TO DO:
Copy exactly the stretch of data below from the line with "pub const DB_FILE: &str" through the line with "if let Some(existing)", including both of those lines.

** Opening RAW DATA block **

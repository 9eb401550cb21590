use std::cell::RefCell;
use std::collections::{BTreeSet, HashMap};
use std::path::Path;
use std::rc::Rc;

use anyhow::{bail, Context, Result};

use crate::parse::{Lexer, Token};
use crate::script::VariableTable;

/// Name of the dependency database in the build directory.
pub const DB_FILE: &str = ".remake";

/// Sibling targets sharing one build action and one obsoleteness verdict, with the dependencies
/// known for them (static prerequisites and dynamic dependencies observed at build time).
#[derive(Clone, Default, Eq, PartialEq, Debug)]
pub struct Group {
  pub targets: Vec<String>,
  pub deps: BTreeSet<String>,
}

/// Shared-ownership handle to a [`Group`]: all siblings map to the same group object, and
/// rebinding a target to a new group is explicit.
pub type GroupRef = Rc<RefCell<Group>>;

/// Map from targets to their dependency group, persisted across runs in [`DB_FILE`].
#[derive(Default)]
pub struct DepStore {
  groups: HashMap<String, GroupRef>,
}

impl DepStore {
  /// Gets the dependency group of `target`, if any.
  #[inline]
  pub fn get(&self, target: &str) -> Option<&GroupRef> { self.groups.get(target) }

  /// Gets the dependency group of `target`, creating a fresh single-target group if there is
  /// none yet.
  fn entry(&mut self, target: &str) -> GroupRef {
    self.groups.entry(target.to_string())
      .or_insert_with(|| {
        Rc::new(RefCell::new(Group { targets: vec![target.to_string()], deps: BTreeSet::new() }))
      })
      .clone()
  }

  /// Adds `deps` to the dependency group of `target`.
  pub fn add_deps(&mut self, target: &str, deps: &[String]) {
    let group = self.entry(target);
    group.borrow_mut().deps.extend(deps.iter().cloned());
  }

  /// Adds one dynamic dependency to the dependency group of `target`.
  pub fn add_dep(&mut self, target: &str, dep: &str) {
    let group = self.entry(target);
    group.borrow_mut().deps.insert(dep.to_string());
  }

  /// Binds all of `targets` to one new shared group holding `deps` unioned with every
  /// pre-existing dependency of those targets.
  pub fn bind_group(&mut self, targets: &[String], deps: &[String]) {
    let mut group = Group {
      targets: targets.to_vec(),
      deps: deps.iter().cloned().collect(),
    };
    for target in targets {
      if let Some(existing) = self.groups.get(target) {
        group.deps.extend(existing.borrow().deps.iter().cloned());
      }
    }
    let group = Rc::new(RefCell::new(group));
    for target in targets {
      self.groups.insert(target.clone(), group.clone());
    }
  }

  /// Loads the database file at `path` into the store, if it exists.
  pub fn load_file(&mut self, path: impl AsRef<Path>) -> Result<()> {
    let source = match std::fs::read_to_string(path) {
      Err(e) if e.kind() == std::io::ErrorKind::NotFound => return Ok(()),
      Err(e) => return Err(e).context("Failed to load database"),
      Ok(source) => source,
    };
    self.load(&source)
  }

  /// Loads dependency groups from `source`; a group read later replaces the earlier mapping of
  /// each of its targets.
  pub fn load(&mut self, source: &str) -> Result<()> {
    for (targets, deps) in parse_groups(source)? {
      let group = Rc::new(RefCell::new(Group { targets: targets.clone(), deps }));
      for target in targets {
        self.groups.insert(target, group.clone());
      }
    }
    Ok(())
  }

  /// Renders and drains the store: every target is emitted exactly once, grouped with its
  /// siblings.
  pub fn save(&mut self) -> String {
    let mut out = String::new();
    let mut keys: Vec<String> = self.groups.keys().cloned().collect();
    keys.sort();
    for key in keys {
      let Some(group) = self.groups.get(&key) else { continue };
      let group = group.clone();
      let group = group.borrow();
      for target in &group.targets {
        out.push_str(&escape(target));
        out.push(' ');
        self.groups.remove(target);
      }
      out.push(':');
      for dep in &group.deps {
        out.push(' ');
        out.push_str(&escape(dep));
      }
      out.push('\n');
    }
    out
  }

  /// The (siblings, deps) pairs currently in the store, in canonical order.
  pub fn snapshot(&self) -> BTreeSet<(Vec<String>, Vec<String>)> {
    self.groups.values()
      .map(|group| {
        let group = group.borrow();
        (group.targets.clone(), group.deps.iter().cloned().collect())
      })
      .collect()
  }
}

/// Parses the dependency-database grammar: one group per line,
/// `<target>( <target>)* :( <dep>)*`, blank lines ignored.
pub fn parse_groups(source: &str) -> Result<Vec<(Vec<String>, BTreeSet<String>)>> {
  let variables = VariableTable::default();
  let mut lexer = Lexer::new(source);
  let mut groups = Vec::new();
  loop {
    lexer.skip_eol();
    if lexer.at_eof() {
      return Ok(groups);
    }
    let targets = lexer.read_words(&variables).context("Failed to load database")?;
    if targets.is_empty() {
      if lexer.next_token() == Token::Eol {
        continue;
      }
      bail!("Failed to load database");
    }
    if lexer.next_token() != Token::Colon {
      bail!("Failed to load database");
    }
    lexer.bump();
    let deps = lexer.read_words(&variables).context("Failed to load database")?;
    groups.push((targets, deps.into_iter().collect()));
  }
}

/// Returns `token` unchanged if it contains no special characters, a quoted and escaped form
/// otherwise.
pub fn escape(token: &str) -> String {
  const QUOTED: &[char] = &[' ', ':', '$', '(', ')', ',', '=', '"', '\'', '!', '\\'];
  const ESCAPED: &[char] = &['"', '\\', '$', '!'];
  if !token.contains(QUOTED) {
    return token.to_string();
  }
  let mut out = String::with_capacity(token.len() + 2);
  out.push('"');
  for c in token.chars() {
    if ESCAPED.contains(&c) {
      out.push('\\');
    }
    out.push(c);
  }
  out.push('"');
  out
}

** Closing RAW DATA block **

ANSWER SECTION:
pub const DB_FILE: &str = ".remake";

/// Sibling targets sharing one build action and one obsoleteness verdict, with the dependencies
/// known for them (static prerequisites and dynamic dependencies observed at build time).
#[derive(Clone, Default, Eq, PartialEq, Debug)]
pub struct Group {
  pub targets: Vec<String>,
  pub deps: BTreeSet<String>,
}

/// Shared-ownership handle to a [`Group`]: all siblings map to the same group object, and
/// rebinding a target to a new group is explicit.
pub type GroupRef = Rc<RefCell<Group>>;

/// Map from targets to their dependency group, persisted across runs in [`DB_FILE`].
#[derive(Default)]
pub struct DepStore {
  groups: HashMap<String, GroupRef>,
}

impl DepStore {
  /// Gets the dependency group of `target`, if any.
  #[inline]
  pub fn get(&self, target: &str) -> Option<&GroupRef> { self.groups.get(target) }

  /// Gets the dependency group of `target`, creating a fresh single-target group if there is
  /// none yet.
  fn entry(&mut self, target: &str) -> GroupRef {
    self.groups.entry(target.to_string())
      .or_insert_with(|| {
        Rc::new(RefCell::new(Group { targets: vec![target.to_string()], deps: BTreeSet::new() }))
      })
      .clone()
  }

  /// Adds `deps` to the dependency group of `target`.
  pub fn add_deps(&mut self, target: &str, deps: &[String]) {
    let group = self.entry(target);
    group.borrow_mut().deps.extend(deps.iter().cloned());
  }

  /// Adds one dynamic dependency to the dependency group of `target`.
  pub fn add_dep(&mut self, target: &str, dep: &str) {
    let group = self.entry(target);
    group.borrow_mut().deps.insert(dep.to_string());
  }

  /// Binds all of `targets` to one new shared group holding `deps` unioned with every
  /// pre-existing dependency of those targets.
  pub fn bind_group(&mut self, targets: &[String], deps: &[String]) {
    let mut group = Group {
      targets: targets.to_vec(),
      deps: deps.iter().cloned().collect(),
    };
    for target in targets {
      if let Some(existing) = self.groups.get(target) {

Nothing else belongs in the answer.